**The problem:** Please retype the listing below exactly, from its opening line through the line where "pub fn is_failed(&self)" appears.

**Available records:**
=== Section Start ===
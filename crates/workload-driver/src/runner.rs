//! Runs a workload's steps against a driver handle.
//!
//! The runner is the explicit per-client context: it owns the driver
//! handle, the run seed and one [`UnitInstance`] per unit. The harness
//! calls [`WorkloadRunner::setup`] once, [`WorkloadRunner::iteration`] as
//! often as its schedule demands, and [`WorkloadRunner::teardown`] once.

use crate::driver::{Driver, DriverStat, StepStatus};
use crate::error::DriverError;
use futures::future::join_all;
use std::sync::Arc;
use std::time::{Duration, Instant};
use tracing::{debug, info, warn};
use workload_core::wire::encode;
use workload_core::{StepPhase, Unit, Workload};
use workload_generator::seed::client_seed;
use workload_generator::{partition_calls, Resolved, UnitInstance, DEFAULT_BATCH_SIZE};

/// Per-client runner settings.
#[derive(Debug, Clone, Copy, PartialEq, Eq)]
pub struct RunnerOptions {
    /// Rows per insert batch.
    pub batch_size: usize,
    /// Index of this client among `client_count`.
    pub client_index: usize,
    /// Number of clients sharing the workload.
    pub client_count: usize,
}

impl Default for RunnerOptions {
    fn default() -> Self {
        Self {
            batch_size: DEFAULT_BATCH_SIZE,
            client_index: 0,
            client_count: 1,
        }
    }
}

/// Result of one unit invocation.
#[derive(Debug)]
pub enum UnitOutcome {
    /// The driver accepted the operation; its stat is passed through.
    Completed { unit: String, stat: DriverStat },
    /// Generation or the driver failed; the invocation produced nothing.
    Failed { unit: String, error: DriverError },
    /// Another client is responsible for this unit.
    Skipped { unit: String },
}

impl UnitOutcome {
    /// Name of the unit.
    pub fn unit(&self) -> &str {
        match self {
            UnitOutcome::Completed { unit, .. }
            | UnitOutcome::Failed { unit, .. }
            | UnitOutcome::Skipped { unit } => unit,
        }
    }

    /// Whether the invocation failed.
    pub fn is_failed(&self) -> bool {
        matches!(self, UnitOutcome::Failed { .. })
    }
}

/// Outcomes of one step execution, in unit order.
#[derive(Debug)]
pub struct StepReport {
    pub step: String,
    pub outcomes: Vec<UnitOutcome>,
}

impl StepReport {
    /// Number of failed invocations.
    pub fn failed(&self) -> usize {
        self.outcomes.iter().filter(|o| o.is_failed()).count()
    }

    /// Sum of the stats of completed invocations.
    pub fn stat(&self) -> DriverStat {
        let mut total = DriverStat::default();
        for outcome in &self.outcomes {
            if let UnitOutcome::Completed { stat, .. } = outcome {
                total.absorb(*stat);
            }
        }
        total
    }
}

/// Totals across every step this runner executed.
#[derive(Debug, Clone, Default)]
pub struct RunMetrics {
    /// Completed unit invocations.
    pub units_completed: u64,
    /// Failed unit invocations.
    pub units_failed: u64,
    /// Statements reported by the driver.
    pub statements: u64,
    /// Rows reported by the driver.
    pub rows_inserted: u64,
    /// Time the driver reported spending.
    pub driver_duration: Duration,
    /// Wall-clock time spent in steps.
    pub total_duration: Duration,
}

impl RunMetrics {
    /// Calculate rows per second.
    pub fn rows_per_second(&self) -> f64 {
        if self.total_duration.as_secs_f64() > 0.0 {
            self.rows_inserted as f64 / self.total_duration.as_secs_f64()
        } else {
            0.0
        }
    }

    fn record(&mut self, report: &StepReport, elapsed: Duration) {
        for outcome in &report.outcomes {
            match outcome {
                UnitOutcome::Completed { stat, .. } => {
                    self.units_completed += 1;
                    self.statements += stat.statements;
                    self.rows_inserted += stat.rows;
                    self.driver_duration += stat.duration;
                }
                UnitOutcome::Failed { .. } => self.units_failed += 1,
                UnitOutcome::Skipped { .. } => {}
            }
        }
        self.total_duration += elapsed;
    }
}

/// Executes a workload for one client.
pub struct WorkloadRunner<D: Driver + ?Sized> {
    driver: Arc<D>,
    workload: Workload,
    options: RunnerOptions,
    /// `instances[i]` holds the units of `workload.steps[i]`
    instances: Vec<Vec<UnitInstance>>,
    iterations: u64,
    metrics: RunMetrics,
}

impl<D: Driver + ?Sized> WorkloadRunner<D> {
    /// Validate the workload and bind generators for every unit.
    ///
    /// Inserts use the run seed on every client, so their row ranges can
    /// be split without overlap. With several clients, queries and
    /// transactions draw from a per-client seed.
    pub fn new(
        workload: Workload,
        driver: Arc<D>,
        options: RunnerOptions,
    ) -> Result<Self, DriverError> {
        if options.client_count == 0 || options.client_index >= options.client_count {
            return Err(DriverError::Config(format!(
                "client index {} is outside a pool of {} clients",
                options.client_index, options.client_count
            )));
        }
        workload.validate()?;

        let query_seed = if options.client_count > 1 {
            client_seed(workload.seed, options.client_index as u64)
        } else {
            workload.seed
        };

        let instances = workload
            .steps
            .iter()
            .map(|step| {
                step.units
                    .iter()
                    .map(|unit| {
                        let seed = match unit {
                            Unit::Insert(_) | Unit::CreateTable(_) => workload.seed,
                            Unit::Query(_) | Unit::Transaction(_) => query_seed,
                        };
                        UnitInstance::new(seed, unit)
                    })
                    .collect::<Result<Vec<_>, _>>()
            })
            .collect::<Result<Vec<_>, _>>()?;

        info!(
            workload = %workload.name,
            seed = workload.seed,
            client = options.client_index,
            clients = options.client_count,
            "Workload runner ready"
        );

        Ok(Self {
            driver,
            workload,
            options,
            instances,
            iterations: 0,
            metrics: RunMetrics::default(),
        })
    }

    /// The driver handle.
    pub fn driver(&self) -> &Arc<D> {
        &self.driver
    }

    /// The workload being run.
    pub fn workload(&self) -> &Workload {
        &self.workload
    }

    /// Totals so far.
    pub fn metrics(&self) -> &RunMetrics {
        &self.metrics
    }

    /// Number of iterations started.
    pub fn iterations(&self) -> u64 {
        self.iterations
    }

    /// Run the setup-phase steps.
    pub async fn setup(&mut self) -> Result<Vec<StepReport>, DriverError> {
        info!(workload = %self.workload.name, "Running setup");
        self.run_phase(StepPhase::Setup).await
    }

    /// Run the workload-phase steps once.
    pub async fn iteration(&mut self) -> Result<Vec<StepReport>, DriverError> {
        self.iterations += 1;
        debug!(iteration = self.iterations, "Running iteration");
        self.run_phase(StepPhase::Workload).await
    }

    /// Run the teardown-phase steps.
    pub async fn teardown(&mut self) -> Result<Vec<StepReport>, DriverError> {
        info!(workload = %self.workload.name, "Running teardown");
        let reports = self.run_phase(StepPhase::Teardown).await?;
        info!(
            units = self.metrics.units_completed,
            failed = self.metrics.units_failed,
            rows = self.metrics.rows_inserted,
            "Run complete: {:.2} rows/sec",
            self.metrics.rows_per_second()
        );
        Ok(reports)
    }

    async fn run_phase(&mut self, phase: StepPhase) -> Result<Vec<StepReport>, DriverError> {
        let indices: Vec<usize> = self
            .workload
            .steps
            .iter()
            .enumerate()
            .filter(|(_, step)| step.phase == phase)
            .map(|(index, _)| index)
            .collect();

        let mut reports = Vec::with_capacity(indices.len());
        for index in indices {
            reports.push(self.run_step(index).await?);
        }
        Ok(reports)
    }

    async fn run_step(&mut self, index: usize) -> Result<StepReport, DriverError> {
        let start = Instant::now();
        let step = &self.workload.steps[index];
        let name = step.name.clone();
        let concurrent = step.concurrent;

        info!(step = %name, units = step.units.len(), concurrent, "Starting step");
        self.driver.notify_step(&name, StepStatus::Running).await?;

        let driver = &*self.driver;
        let options = &self.options;
        let instances = &mut self.instances[index];
        let outcomes = if concurrent {
            join_all(
                instances
                    .iter_mut()
                    .map(|instance| execute_unit(driver, instance, options)),
            )
            .await
        } else {
            let mut outcomes = Vec::with_capacity(instances.len());
            for instance in instances.iter_mut() {
                outcomes.push(execute_unit(driver, instance, options).await);
            }
            outcomes
        };

        let report = StepReport {
            step: name,
            outcomes,
        };
        let status = if report.failed() > 0 {
            StepStatus::Failed
        } else {
            StepStatus::Completed
        };
        self.driver.notify_step(&report.step, status).await?;

        let elapsed = start.elapsed();
        self.metrics.record(&report, elapsed);
        info!(
            step = %report.step,
            status = %status,
            failed = report.failed(),
            "Step finished in {:?}",
            elapsed
        );
        Ok(report)
    }
}

async fn execute_unit<D: Driver + ?Sized>(
    driver: &D,
    instance: &mut UnitInstance,
    options: &RunnerOptions,
) -> UnitOutcome {
    let unit = instance.name().to_string();
    if matches!(instance, UnitInstance::CreateTable(_)) && options.client_index != 0 {
        debug!(unit = %unit, "Schema units run on client 0 only");
        return UnitOutcome::Skipped { unit };
    }

    match dispatch(driver, instance, options).await {
        Ok(stat) => {
            debug!(unit = %unit, statements = stat.statements, rows = stat.rows, "Unit completed");
            UnitOutcome::Completed { unit, stat }
        }
        Err(error) => {
            warn!(unit = %unit, error = %error, "Unit invocation failed");
            UnitOutcome::Failed { unit, error }
        }
    }
}

async fn dispatch<D: Driver + ?Sized>(
    driver: &D,
    instance: &mut UnitInstance,
    options: &RunnerOptions,
) -> Result<DriverStat, DriverError> {
    match instance.resolve()? {
        Resolved::Unit(unit) => {
            let bytes = encode(&unit)?;
            driver.run_unit(&bytes).await
        }
        Resolved::Rows(stream) => {
            let slices = partition_calls(stream.remaining(), options.client_count);
            let slice = slices[options.client_index];
            let stream = stream
                .with_row_range(slice.range())
                .with_batch_size(options.batch_size);

            let mut total = DriverStat::default();
            for batch in stream {
                let batch = batch?;
                let bytes = encode(&batch)?;
                total.absorb(driver.insert_rows(&bytes, batch.len() as u64).await?);
            }
            Ok(total)
        }
    }
}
=== Section End ===
**Response area:**
filename crates/workload-driver/src/runner.rs
//! Runs a workload's steps against a driver handle.
//!
//! The runner is the explicit per-client context: it owns the driver
//! handle, the run seed and one [`UnitInstance`] per unit. The harness
//! calls [`WorkloadRunner::setup`] once, [`WorkloadRunner::iteration`] as
//! often as its schedule demands, and [`WorkloadRunner::teardown`] once.

use crate::driver::{Driver, DriverStat, StepStatus};
use crate::error::DriverError;
use futures::future::join_all;
use std::sync::Arc;
use std::time::{Duration, Instant};
use tracing::{debug, info, warn};
use workload_core::wire::encode;
use workload_core::{StepPhase, Unit, Workload};
use workload_generator::seed::client_seed;
use workload_generator::{partition_calls, Resolved, UnitInstance, DEFAULT_BATCH_SIZE};

/// Per-client runner settings.
#[derive(Debug, Clone, Copy, PartialEq, Eq)]
pub struct RunnerOptions {
    /// Rows per insert batch.
    pub batch_size: usize,
    /// Index of this client among `client_count`.
    pub client_index: usize,
    /// Number of clients sharing the workload.
    pub client_count: usize,
}

impl Default for RunnerOptions {
    fn default() -> Self {
        Self {
            batch_size: DEFAULT_BATCH_SIZE,
            client_index: 0,
            client_count: 1,
        }
    }
}

/// Result of one unit invocation.
#[derive(Debug)]
pub enum UnitOutcome {
    /// The driver accepted the operation; its stat is passed through.
    Completed { unit: String, stat: DriverStat },
    /// Generation or the driver failed; the invocation produced nothing.
    Failed { unit: String, error: DriverError },
    /// Another client is responsible for this unit.
    Skipped { unit: String },
}

impl UnitOutcome {
    /// Name of the unit.
    pub fn unit(&self) -> &str {
        match self {
            UnitOutcome::Completed { unit, .. }
            | UnitOutcome::Failed { unit, .. }
            | UnitOutcome::Skipped { unit } => unit,
        }
    }

    /// Whether the invocation failed.
    pub fn is_failed(&self) -> bool {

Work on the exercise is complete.